_Aim of the exercise_
Look for the word "requested" in the material below. Copy each line that has it.

_Data to examine_
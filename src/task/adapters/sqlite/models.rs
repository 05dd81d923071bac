//! Diesel row models for task persistence.

use super::schema::tasks;
use diesel::prelude::*;

/// Query result row for task records.
#[derive(Debug, Clone, Queryable, Selectable)]
#[diesel(table_name = tasks)]
#[diesel(check_for_backend(diesel::sqlite::Sqlite))]
pub struct TaskRow {
    /// Task identifier.
    pub task_id: String,
    /// Task title.
    pub title: String,
    /// Optional description.
    pub description: Option<String>,
    /// Canonical creation timestamp.
    pub created_at: String,
    /// Status label.
    pub status: String,
}

/// Insert model for task records.
#[derive(Debug, Clone, Insertable)]
#[diesel(table_name = tasks)]
pub struct NewTaskRow {
    /// Task identifier.
    pub task_id: String,
    /// Task title.
    pub title: String,
    /// Optional description.
    pub description: Option<String>,
    /// Canonical creation timestamp.
    pub created_at: String,
    /// Status label.
    pub status: String,
}

/// Full-record replacement for every non-key column.
#[derive(Debug, Clone, AsChangeset)]
#[diesel(table_name = tasks)]
#[diesel(treat_none_as_null = true)]
pub struct TaskChangeset {
    /// Task title.
    pub title: String,
    /// Optional description; `None` clears the column.
    pub description: Option<String>,
    /// Canonical creation timestamp.
    pub created_at: String,
    /// Status label.
    pub status: String,
}
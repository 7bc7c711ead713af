//! Comparison runner: cache lookup, backend compute for misses, write-back.

use std::sync::Arc;

use serde::Serialize;
use thiserror::Error;
use tracing::{info, warn};

use crate::backend::{BackendError, ComputeJob, MetricBackend};
use crate::cache::CacheEngine;
use crate::coordinator::merge;
use crate::models::{ComparisonRequest, PerFileResult, RequestError};

/// Errors from a comparison run.
#[derive(Error, Debug)]
pub enum CompareError {
    #[error("invalid request: {0}")]
    Request(#[from] RequestError),

    #[error("metric backend error: {0}")]
    Backend(#[from] BackendError),
}

/// Result of a comparison run.
#[derive(Debug, Clone, Default, PartialEq, Serialize)]
#[serde(rename_all = "camelCase")]
pub struct ComparisonOutcome {
    /// One record per file name carrying every requested method.
    pub results: Vec<PerFileResult>,
    /// Names of folders served from the cache.
    pub cached: Vec<String>,
    /// Names of folders sent to the backend.
    pub computed: Vec<String>,
    /// Non-fatal cache write problems.
    pub warnings: Vec<String>,
}

/// Runs comparison requests through the cache and a metric backend.
pub struct ComparisonRunner {
    engine: Arc<CacheEngine>,
    backend: Arc<dyn MetricBackend>,
}

impl ComparisonRunner {
    pub fn new(engine: Arc<CacheEngine>, backend: Arc<dyn MetricBackend>) -> Self {
        Self { engine, backend }
    }

    /// Serve what the cache has, compute the rest, persist it, and return
    /// the merged results.
    ///
    /// The backend is called at most once, and not at all when every folder
    /// (including `mine`) is cached.
    pub async fn run(&self, request: &ComparisonRequest) -> Result<ComparisonOutcome, CompareError> {
        request.validate()?;

        let load = self.engine.load_incremental(request).await;
        let cached: Vec<String> = load.cached.iter().map(|f| f.name.clone()).collect();

        if load.missing_comparisons.is_empty() {
            info!(cached = cached.len(), "all comparisons served from cache");
            return Ok(ComparisonOutcome {
                results: load.cached_results,
                cached,
                computed: Vec::new(),
                warnings: Vec::new(),
            });
        }

        // `mine` is part of every job, so only real comparisons are listed.
        let to_compute: Vec<_> = load
            .missing_comparisons
            .iter()
            .filter(|f| !f.is_mine())
            .cloned()
            .collect();
        let job = ComputeJob::new(&request.base, &to_compute, &request.common_files);
        let fresh = self.backend.compute(&job).await?;

        let report = self
            .engine
            .save_results(&request.base, &load.missing_comparisons, &fresh)
            .await;
        let warnings = report.warnings();
        for warning in &warnings {
            warn!("{warning}");
        }

        let computed: Vec<String> = load.missing_comparisons.iter().map(|f| f.name.clone()).collect();
        info!(cached = cached.len(), computed = computed.len(), "comparison finished");

        Ok(ComparisonOutcome {
            results: merge(&[load.cached_results, fresh]),
            cached,
            computed,
            warnings,
        })
    }
}

#[cfg(test)]
mod tests {
    use super::*;
    use crate::models::{BaseFolderPaths, ComparisonFolder, MethodName};
    use async_trait::async_trait;
    use pretty_assertions::assert_eq;
    use std::sync::Mutex;

    /// Scores every requested folder with a fixed value and records jobs.
    #[derive(Default)]
    struct RecordingBackend {
        jobs: Mutex<Vec<ComputeJob>>,
    }

    #[async_trait]
    impl MetricBackend for RecordingBackend {
        async fn compute(&self, job: &ComputeJob) -> Result<Vec<PerFileResult>, BackendError> {
            self.jobs.lock().unwrap().push(job.clone());
            Ok(job
                .common_files
                .iter()
                .map(|file| {
                    let mut r = PerFileResult::new(file.as_str());
                    r.paths.insert(MethodName::Original, job.original.join(file));
                    r.paths.insert(MethodName::Gt, job.gt.join(file));
                    r.paths.insert(MethodName::Mine, job.mine.join(file));
                    r.iou_scores.insert(MethodName::Mine, 0.4);
                    for folder in &job.comparisons {
                        let m = MethodName::comparison(folder.name.as_str());
                        r.iou_scores.insert(m.clone(), 0.7);
                        r.paths.insert(m, folder.path.join(file));
                    }
                    r
                })
                .collect())
        }
    }

    fn request(comparisons: Vec<ComparisonFolder>) -> ComparisonRequest {
        ComparisonRequest {
            base: BaseFolderPaths {
                original: "/d/orig".into(),
                gt: "/d/gt".into(),
                mine: "/d/mine".into(),
            },
            comparisons,
            common_files: vec!["1.png".into(), "2.png".into()],
        }
    }

    #[tokio::test]
    async fn second_run_is_served_from_cache() {
        let dir = tempfile::tempdir().unwrap();
        let engine = Arc::new(CacheEngine::open(dir.path()).await.unwrap());
        let backend = Arc::new(RecordingBackend::default());
        let runner = ComparisonRunner::new(engine, backend.clone());
        let req = request(vec![ComparisonFolder::new("A", "/d/a")]);

        let first = runner.run(&req).await.unwrap();
        assert_eq!(first.computed, vec!["mine".to_string(), "A".to_string()]);
        assert!(first.warnings.is_empty());

        let second = runner.run(&req).await.unwrap();
        assert!(second.computed.is_empty());
        assert_eq!(second.cached, vec!["mine".to_string(), "A".to_string()]);
        assert_eq!(second.results, first.results);
        assert_eq!(backend.jobs.lock().unwrap().len(), 1);
    }

    #[tokio::test]
    async fn only_missing_comparisons_reach_backend() {
        let dir = tempfile::tempdir().unwrap();
        let engine = Arc::new(CacheEngine::open(dir.path()).await.unwrap());
        let backend = Arc::new(RecordingBackend::default());
        let runner = ComparisonRunner::new(engine, backend.clone());
        let a = ComparisonFolder::new("A", "/d/a");
        let b = ComparisonFolder::new("B", "/d/b");

        runner.run(&request(vec![a.clone()])).await.unwrap();
        let outcome = runner.run(&request(vec![a, b])).await.unwrap();

        let jobs = backend.jobs.lock().unwrap();
        let last = jobs.last().unwrap();
        assert_eq!(last.comparisons.len(), 1);
        assert_eq!(last.comparisons[0].name, "B");
        assert_eq!(outcome.computed, vec!["B".to_string()]);
        for r in &outcome.results {
            assert!(r.has_scores_for(&MethodName::comparison("A")));
            assert!(r.has_scores_for(&MethodName::comparison("B")));
            assert!(r.has_scores_for(&MethodName::Mine));
        }
    }

    #[tokio::test]
    async fn disabled_cache_always_computes() {
        let backend = Arc::new(RecordingBackend::default());
        let runner = ComparisonRunner::new(Arc::new(CacheEngine::disabled()), backend.clone());
        let req = request(vec![ComparisonFolder::new("A", "/d/a")]);

        runner.run(&req).await.unwrap();
        runner.run(&req).await.unwrap();
        assert_eq!(backend.jobs.lock().unwrap().len(), 2);
    }

    #[tokio::test]
    async fn invalid_request_is_rejected_before_compute() {
        let backend = Arc::new(RecordingBackend::default());
        let runner = ComparisonRunner::new(Arc::new(CacheEngine::disabled()), backend.clone());
        let req = request(vec![ComparisonFolder::new("GT", "/d/x")]);

        assert!(matches!(
            runner.run(&req).await,
            Err(CompareError::Request(RequestError::ReservedName(_)))
        ));
        assert!(backend.jobs.lock().unwrap().is_empty());
    }
}
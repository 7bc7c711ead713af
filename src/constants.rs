//! App-wide constants.
//!
//! Centralises the tool name, config paths, cache file names and
//! environment variable names so a rename only requires changing this file.

/// Display name of the tool (lowercase).
pub const APP_NAME: &str = "maskcmp";

/// Version of the running binary. Stamped into the cache metadata so a
/// release with different metric semantics invalidates old results.
pub const VERSION: &str = env!("CARGO_PKG_VERSION");

/// Compilation target triple, exported by `build.rs`.
pub const TARGET: &str = env!("TARGET");

/// Local config filename (e.g. `.maskcmp.toml` in the working directory).
pub const CONFIG_FILENAME: &str = ".maskcmp.toml";

/// Directory name under `~/.config/` and the OS data dir.
pub const CONFIG_DIR: &str = "maskcmp";

// ── Cache layout ────────────────────────────────────────────────────

/// Directory under the data dir holding every cache document.
pub const CACHE_DIR_NAME: &str = "comparison_cache";

/// GT index document.
pub const GT_INDEX_FILE: &str = "gt_index.json";

/// Aggregate metadata document.
pub const METADATA_FILE: &str = "metadata.json";

/// Default age threshold for `cache cleanup`.
pub const DEFAULT_MAX_AGE_DAYS: u32 = 30;

// ── Environment variable names ──────────────────────────────────────

pub const ENV_CACHE_DIR: &str = "MASKCMP_CACHE_DIR";
pub const ENV_CACHE_ENABLED: &str = "MASKCMP_CACHE";
pub const ENV_BACKEND: &str = "MASKCMP_BACKEND";
pub const ENV_LOG: &str = "MASKCMP_LOG";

_Written response_
    /// One record per file name carrying every requested method.
    /// Scores every requested folder with a fixed value and records jobs.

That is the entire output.